RECORDS FOR THE EXERCISE section start
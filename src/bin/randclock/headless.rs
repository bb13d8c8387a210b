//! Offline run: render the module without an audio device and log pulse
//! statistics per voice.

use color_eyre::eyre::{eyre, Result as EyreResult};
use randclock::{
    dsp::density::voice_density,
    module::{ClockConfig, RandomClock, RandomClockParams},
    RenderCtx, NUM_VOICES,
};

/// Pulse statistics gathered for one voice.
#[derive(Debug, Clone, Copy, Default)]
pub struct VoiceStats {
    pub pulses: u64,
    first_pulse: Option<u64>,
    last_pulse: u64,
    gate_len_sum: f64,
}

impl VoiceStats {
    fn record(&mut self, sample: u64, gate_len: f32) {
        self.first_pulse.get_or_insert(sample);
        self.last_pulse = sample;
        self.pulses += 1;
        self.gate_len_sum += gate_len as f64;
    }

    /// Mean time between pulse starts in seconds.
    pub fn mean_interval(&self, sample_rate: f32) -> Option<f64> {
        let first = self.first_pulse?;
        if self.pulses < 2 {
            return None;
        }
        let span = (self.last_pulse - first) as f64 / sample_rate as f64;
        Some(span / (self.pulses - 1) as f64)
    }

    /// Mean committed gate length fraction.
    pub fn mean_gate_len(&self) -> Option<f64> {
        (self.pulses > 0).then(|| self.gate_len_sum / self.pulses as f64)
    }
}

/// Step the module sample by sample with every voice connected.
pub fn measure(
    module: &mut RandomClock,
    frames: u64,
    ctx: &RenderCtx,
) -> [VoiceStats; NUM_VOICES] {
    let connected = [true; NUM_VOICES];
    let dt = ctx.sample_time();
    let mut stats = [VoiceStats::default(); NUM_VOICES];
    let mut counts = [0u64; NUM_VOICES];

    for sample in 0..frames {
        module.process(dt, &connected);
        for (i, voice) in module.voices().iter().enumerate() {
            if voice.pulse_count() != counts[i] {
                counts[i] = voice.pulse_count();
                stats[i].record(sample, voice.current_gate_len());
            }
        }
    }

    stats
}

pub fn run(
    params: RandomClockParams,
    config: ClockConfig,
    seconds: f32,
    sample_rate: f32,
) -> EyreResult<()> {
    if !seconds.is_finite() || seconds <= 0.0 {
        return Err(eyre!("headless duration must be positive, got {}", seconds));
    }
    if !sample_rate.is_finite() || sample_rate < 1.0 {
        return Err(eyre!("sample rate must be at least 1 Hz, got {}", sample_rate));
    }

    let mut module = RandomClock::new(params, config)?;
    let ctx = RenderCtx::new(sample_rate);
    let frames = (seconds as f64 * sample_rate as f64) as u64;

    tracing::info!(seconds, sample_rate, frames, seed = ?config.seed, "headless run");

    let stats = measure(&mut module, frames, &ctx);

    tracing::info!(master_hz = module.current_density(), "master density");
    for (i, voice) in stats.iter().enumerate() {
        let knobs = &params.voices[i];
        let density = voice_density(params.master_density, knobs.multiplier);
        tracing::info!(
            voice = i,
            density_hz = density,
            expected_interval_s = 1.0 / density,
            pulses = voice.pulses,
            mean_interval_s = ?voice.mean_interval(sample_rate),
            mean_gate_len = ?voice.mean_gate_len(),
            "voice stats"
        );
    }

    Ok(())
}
RECORDS FOR THE EXERCISE section end
RECORDS FOR THE EXERCISE section start
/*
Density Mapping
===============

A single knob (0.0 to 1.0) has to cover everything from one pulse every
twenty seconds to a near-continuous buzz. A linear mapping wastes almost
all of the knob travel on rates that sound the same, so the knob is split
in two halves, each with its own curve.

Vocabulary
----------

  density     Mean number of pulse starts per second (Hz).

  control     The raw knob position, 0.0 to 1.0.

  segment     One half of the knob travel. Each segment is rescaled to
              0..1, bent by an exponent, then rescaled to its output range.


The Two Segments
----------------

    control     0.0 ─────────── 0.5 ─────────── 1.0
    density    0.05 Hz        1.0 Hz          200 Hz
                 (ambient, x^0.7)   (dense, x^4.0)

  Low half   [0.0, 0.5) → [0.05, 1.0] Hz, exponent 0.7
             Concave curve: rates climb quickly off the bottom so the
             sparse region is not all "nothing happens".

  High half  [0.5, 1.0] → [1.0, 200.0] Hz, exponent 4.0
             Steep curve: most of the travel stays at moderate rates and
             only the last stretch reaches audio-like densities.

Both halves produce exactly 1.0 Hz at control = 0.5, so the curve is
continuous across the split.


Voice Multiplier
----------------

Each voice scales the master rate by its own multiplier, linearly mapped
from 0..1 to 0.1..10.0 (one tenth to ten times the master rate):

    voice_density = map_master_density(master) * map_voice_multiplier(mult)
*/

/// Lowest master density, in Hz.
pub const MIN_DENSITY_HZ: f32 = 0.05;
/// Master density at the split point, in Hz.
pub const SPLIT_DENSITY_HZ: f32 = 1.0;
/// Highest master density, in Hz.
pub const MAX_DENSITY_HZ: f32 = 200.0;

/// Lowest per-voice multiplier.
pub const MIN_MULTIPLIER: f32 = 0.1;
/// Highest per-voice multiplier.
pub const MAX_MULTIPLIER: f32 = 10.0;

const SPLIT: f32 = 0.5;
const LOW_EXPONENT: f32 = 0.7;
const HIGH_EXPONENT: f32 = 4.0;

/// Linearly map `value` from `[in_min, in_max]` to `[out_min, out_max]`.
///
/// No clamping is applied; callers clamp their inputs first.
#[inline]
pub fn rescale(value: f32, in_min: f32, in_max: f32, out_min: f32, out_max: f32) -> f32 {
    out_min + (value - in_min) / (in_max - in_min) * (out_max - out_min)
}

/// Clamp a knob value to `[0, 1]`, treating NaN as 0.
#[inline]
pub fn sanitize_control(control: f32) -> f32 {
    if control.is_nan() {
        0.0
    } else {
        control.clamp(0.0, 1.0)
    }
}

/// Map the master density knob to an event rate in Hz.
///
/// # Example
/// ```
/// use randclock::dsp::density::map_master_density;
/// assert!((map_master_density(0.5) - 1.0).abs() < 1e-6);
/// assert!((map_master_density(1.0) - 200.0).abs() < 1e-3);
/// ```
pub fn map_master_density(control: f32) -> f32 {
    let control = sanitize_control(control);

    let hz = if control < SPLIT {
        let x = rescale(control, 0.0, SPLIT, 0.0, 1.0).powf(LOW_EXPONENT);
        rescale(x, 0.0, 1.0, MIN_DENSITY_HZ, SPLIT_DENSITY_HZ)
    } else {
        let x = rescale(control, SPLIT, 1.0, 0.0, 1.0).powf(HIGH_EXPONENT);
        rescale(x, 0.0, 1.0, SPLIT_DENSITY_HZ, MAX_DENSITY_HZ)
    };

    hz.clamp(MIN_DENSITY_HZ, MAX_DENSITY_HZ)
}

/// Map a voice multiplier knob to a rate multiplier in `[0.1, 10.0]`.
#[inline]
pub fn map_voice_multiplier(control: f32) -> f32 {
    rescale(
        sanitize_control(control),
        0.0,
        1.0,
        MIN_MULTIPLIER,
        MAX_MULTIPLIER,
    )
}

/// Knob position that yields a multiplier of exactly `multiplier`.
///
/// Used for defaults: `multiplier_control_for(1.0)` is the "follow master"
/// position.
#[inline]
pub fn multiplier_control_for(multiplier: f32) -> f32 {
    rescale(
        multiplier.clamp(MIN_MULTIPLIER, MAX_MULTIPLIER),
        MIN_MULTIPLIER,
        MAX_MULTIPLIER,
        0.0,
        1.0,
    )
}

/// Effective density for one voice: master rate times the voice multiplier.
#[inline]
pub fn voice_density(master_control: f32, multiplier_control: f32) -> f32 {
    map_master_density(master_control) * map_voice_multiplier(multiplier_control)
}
RECORDS FOR THE EXERCISE section end
RECORDS FOR THE EXERCISE section start
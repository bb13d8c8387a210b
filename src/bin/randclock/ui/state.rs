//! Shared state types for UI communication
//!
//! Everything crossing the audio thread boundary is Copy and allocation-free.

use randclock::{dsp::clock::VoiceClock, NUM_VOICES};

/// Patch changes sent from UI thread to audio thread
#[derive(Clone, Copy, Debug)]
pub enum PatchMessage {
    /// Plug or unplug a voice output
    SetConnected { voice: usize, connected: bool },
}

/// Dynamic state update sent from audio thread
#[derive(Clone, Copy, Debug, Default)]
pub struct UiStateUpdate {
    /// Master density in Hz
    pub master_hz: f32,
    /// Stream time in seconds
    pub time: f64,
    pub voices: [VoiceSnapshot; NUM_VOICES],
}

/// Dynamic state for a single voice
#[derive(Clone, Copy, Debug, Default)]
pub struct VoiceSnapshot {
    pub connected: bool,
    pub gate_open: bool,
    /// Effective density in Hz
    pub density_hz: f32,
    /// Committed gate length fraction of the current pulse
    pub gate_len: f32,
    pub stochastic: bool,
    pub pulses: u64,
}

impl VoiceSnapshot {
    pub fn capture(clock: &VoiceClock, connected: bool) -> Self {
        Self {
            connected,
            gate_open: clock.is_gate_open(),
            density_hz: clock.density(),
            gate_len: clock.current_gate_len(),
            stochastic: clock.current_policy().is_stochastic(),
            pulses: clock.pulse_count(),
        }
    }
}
RECORDS FOR THE EXERCISE section end
**WHAT NEEDS TO BE DONE**
If a line above holds the string "counts", copy it out.

**PROBLEM SOLUTION**
    let mut counts = [0u64; NUM_VOICES];
            if voice.pulse_count() != counts[i] {
                counts[i] = voice.pulse_count();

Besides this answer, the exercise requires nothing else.